Statistical Analysis. Estimates of the volume of the mushroom body neuropils were made for a total of 309 individuals, across nine independent experiments, conducted over three field seasons (Table 1). One-way ANOVA and Tukey-Kramer post hoc tests were performed to assess the differences in neuropil volumes between the treatment groups (systat version 10 for Windows, Systat). A QQ (quantile-quantile) plot was used to assure a normal distribution of the data. The correlation between flight experience and volume of the mushroom body neuropil was analyzed by using the Pearson test (SAS Institute 2001, sas proc glm). A broader analysis was performed to facilitate comparisons across all treatments and across all experiments. The % difference relative to the caged control group in each experiment was calculated by using a mixed ANOVA model and Dunnett post hoc test (sas proc mixed).
Table 1. Effects of foraging experience or muscarinic agonist on brain plasticity.

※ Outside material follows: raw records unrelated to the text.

//! ci.build — One execution attempt against a buildable under a plan.

use std::fmt;
use std::str::FromStr;

use chrono::{DateTime, Utc};
use diesel::prelude::*;
use serde::{Deserialize, Serialize};

use crate::schema::ci_builds;

#[derive(Debug, Clone, PartialEq, Eq, Queryable, Selectable, Serialize, Deserialize)]
#[diesel(table_name = ci_builds)]
pub struct CiBuild {
    pub id: i64,
    pub phid: String,
    pub buildable_phid: String,
    pub build_plan_phid: Option<String>,
    pub build_status: String,
    /// Bumped every time the build is restarted.
    pub build_generation: i32,
    pub create_date: Option<DateTime<Utc>>,
}

impl CiBuild {
    /// Parsed status, or `None` if the row holds a value this crate does not know.
    pub fn status(&self) -> Option<BuildStatus> {
        self.build_status.parse().ok()
    }
}

/// Lifecycle states a build can be recorded in.
#[derive(Debug, Clone, Copy, PartialEq, Eq, Hash, PartialOrd, Ord, Serialize, Deserialize)]
#[serde(rename_all = "lowercase")]
pub enum BuildStatus {
    Inactive,
    Pending,
    Building,
    Passed,
    Failed,
    Aborted,
    Error,
    Paused,
    Deadlocked,
}

impl BuildStatus {
    pub const ALL: [BuildStatus; 9] = [
        BuildStatus::Inactive,
        BuildStatus::Pending,
        BuildStatus::Building,
        BuildStatus::Passed,
        BuildStatus::Failed,
        BuildStatus::Aborted,
        BuildStatus::Error,
        BuildStatus::Paused,
        BuildStatus::Deadlocked,
    ];

    /// Stored column value.
    pub fn as_str(self) -> &'static str {
        match self {
            BuildStatus::Inactive => "inactive",
            BuildStatus::Pending => "pending",
            BuildStatus::Building => "building",
            BuildStatus::Passed => "passed",
            BuildStatus::Failed => "failed",
            BuildStatus::Aborted => "aborted",
            BuildStatus::Error => "error",
            BuildStatus::Paused => "paused",
            BuildStatus::Deadlocked => "deadlocked",
        }
    }
}

impl fmt::Display for BuildStatus {
    fn fmt(&self, f: &mut fmt::Formatter<'_>) -> fmt::Result {
        f.write_str(self.as_str())
    }
}

#[derive(Debug, Clone, PartialEq, Eq, thiserror::Error)]
#[error("unknown build status: {0}")]
pub struct UnknownBuildStatus(pub String);

impl FromStr for BuildStatus {
    type Err = UnknownBuildStatus;

    fn from_str(s: &str) -> Result<Self, Self::Err> {
        BuildStatus::ALL
            .into_iter()
            .find(|status| status.as_str() == s)
            .ok_or_else(|| UnknownBuildStatus(s.to_string()))
    }
}
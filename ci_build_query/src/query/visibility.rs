//! Viewer-scoped visibility filtering.
//!
//! A build is only as visible as its buildable. Builds whose buildable the
//! resolver does not return are removed from the page as if they did not
//! exist.

use std::collections::HashMap;

use serde::Serialize;

use crate::error::QueryResult;
use crate::models::build::CiBuild;
use crate::models::buildable::CiBuildable;
use crate::policy::Viewer;
use crate::query::distinct_phids;
use crate::store::ObjectResolver;

/// A build that passed visibility filtering, with its buildable attached.
#[derive(Debug, Clone, PartialEq, Eq, Serialize)]
pub struct VisibleBuild {
    pub build: CiBuild,
    pub buildable: CiBuildable,
}

/// Resolve every buildable on the page in one call and drop builds whose
/// buildable is missing or hidden from `viewer`.
pub async fn filter_visible(
    resolver: &dyn ObjectResolver,
    viewer: &Viewer,
    page: Vec<CiBuild>,
) -> QueryResult<Vec<VisibleBuild>> {
    let phids = distinct_phids(page.iter().map(|build| build.buildable_phid.as_str()));

    let buildables = if phids.is_empty() {
        HashMap::new()
    } else {
        resolver
            .resolve(viewer, &phids)
            .await?
            .into_iter()
            .filter_map(|(phid, object)| object.into_buildable().map(|b| (phid, b)))
            .collect()
    };

    Ok(attach_buildables(page, &buildables))
}

/// Pair each build with its resolved buildable, dropping the ones without.
pub fn attach_buildables(
    page: Vec<CiBuild>,
    buildables: &HashMap<String, CiBuildable>,
) -> Vec<VisibleBuild> {
    let total = page.len();
    let visible: Vec<VisibleBuild> = page
        .into_iter()
        .filter_map(|build| {
            let buildable = buildables.get(&build.buildable_phid)?.clone();
            Some(VisibleBuild { build, buildable })
        })
        .collect();

    let hidden = total - visible.len();
    if hidden > 0 {
        tracing::debug!(hidden, total, "Dropped builds with missing or hidden buildables");
    }
    crate::metrics::builds_hidden(hidden);

    visible
}
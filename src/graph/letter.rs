use std::fmt::Debug;
use std::hash::Hash;

/// Trait for types that can serve as edge labels in a word graph.
///
/// Automatically implemented for any type satisfying the bounds
/// (`char`, `u8`, `u16`, `u32`, …).
///
/// - `Copy`: edges store labels by value
/// - `Eq + Ord`: label comparison keeps edge tables sorted
/// - `Hash`: structural deduplication of nodes during construction
/// - `Debug`: error values and debug printing
pub trait Letter: Copy + Eq + Ord + Hash + Debug {}

impl<T: Copy + Eq + Ord + Hash + Debug> Letter for T {}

| Colony* | One-day forager | One-week forager | Caged control | Hive bound | Two-week forager | Pilo 10-6 M | Pilo 10-8 M | Nicotine | Pilo + Scop |
|---|---|---|---|---|---|---|---|---|---|
| A | 43.7 ± 1.0a (11) | 43.9 ± 1.0a (10) | 45.0 ± 1.3a (6) | — | 52.1 ± 1.3b (6) | — | — | — | — |
| B | — | — | 42.1 ± 1.2a (7) | 43.5 ± 1.2a (6) | 49.8 ± 1.1b (7) | — | — | — | — |
| C | — | — | 43.6 ± 1.3a (7) | 46.8 ± 1.1b (9) | 50.6 ± 1.3b (7) | — | — | — | — |
| D | — | — | 44.4 ± 1.2a (6) | 47.6 ± 1.2ab (6) | 50.4 ± 1.2b (6) | — | — | — | — |
| E | — | — | 44.3 ± 0.6a (12) | — | 47.9 ± 0.6b (14) | 48.9 ± 0.7b (8) | 45.5 ± 0.7a (10) | — | — |
| F | — | — | 43.4 ± 0.5a (16) | — | 49.7 ± 0.7b (11) | 49.2 ± 0.6b (13) | — | 45.4 ± 0.7a (10) | — |
| G | — | — | 43.8 ± 0.6a (10) | — | 49.4 ± 0.6b (12) | 48.0 ± 0.7b (7) | — | 44.6 ± 0.8a (6) | — |
| H | — | 43.6 ± 1.2a (8) | 45.1 ± 1.1a (9) | — | 52.1 ± 1.0b (11) | 50.6 ± 0.9b (13) | — | — | 43.9 ± 0.8a (15) |
| I | — | 42.6 ± 1.3a (8) | 44.6 ± 1.3a (8) | — | 52.8 ± 1.4b (7) | 50.5 ± 1.1b (10) | — | — | 43.3 ± 1.4a (7) |
| Model† estimate | 42.7 ± 1.1 (11) | 42.5 ± 0.7 (26) | 44.1 ± 0.5 (81) | 46.3 ± 0.8 (21)‡ | 50.4 ± 0.5 (81)§ | 49.6 ± 0.5 (41)§ | 46.4 ± 1.0 (10) | 45.7 ± 0.8 (16) | 42.8 ± 0.8 (22) |
Data are presented as mean volume (× 10-3 mm3) ± standard error. Number of brains for each comparison is given in parentheses. Lowercase letters indicate statistically distinguishable groups (Tukey post hoc analysis, P < 0.05). Pilo, pilocarpine; Scop, scopolamine.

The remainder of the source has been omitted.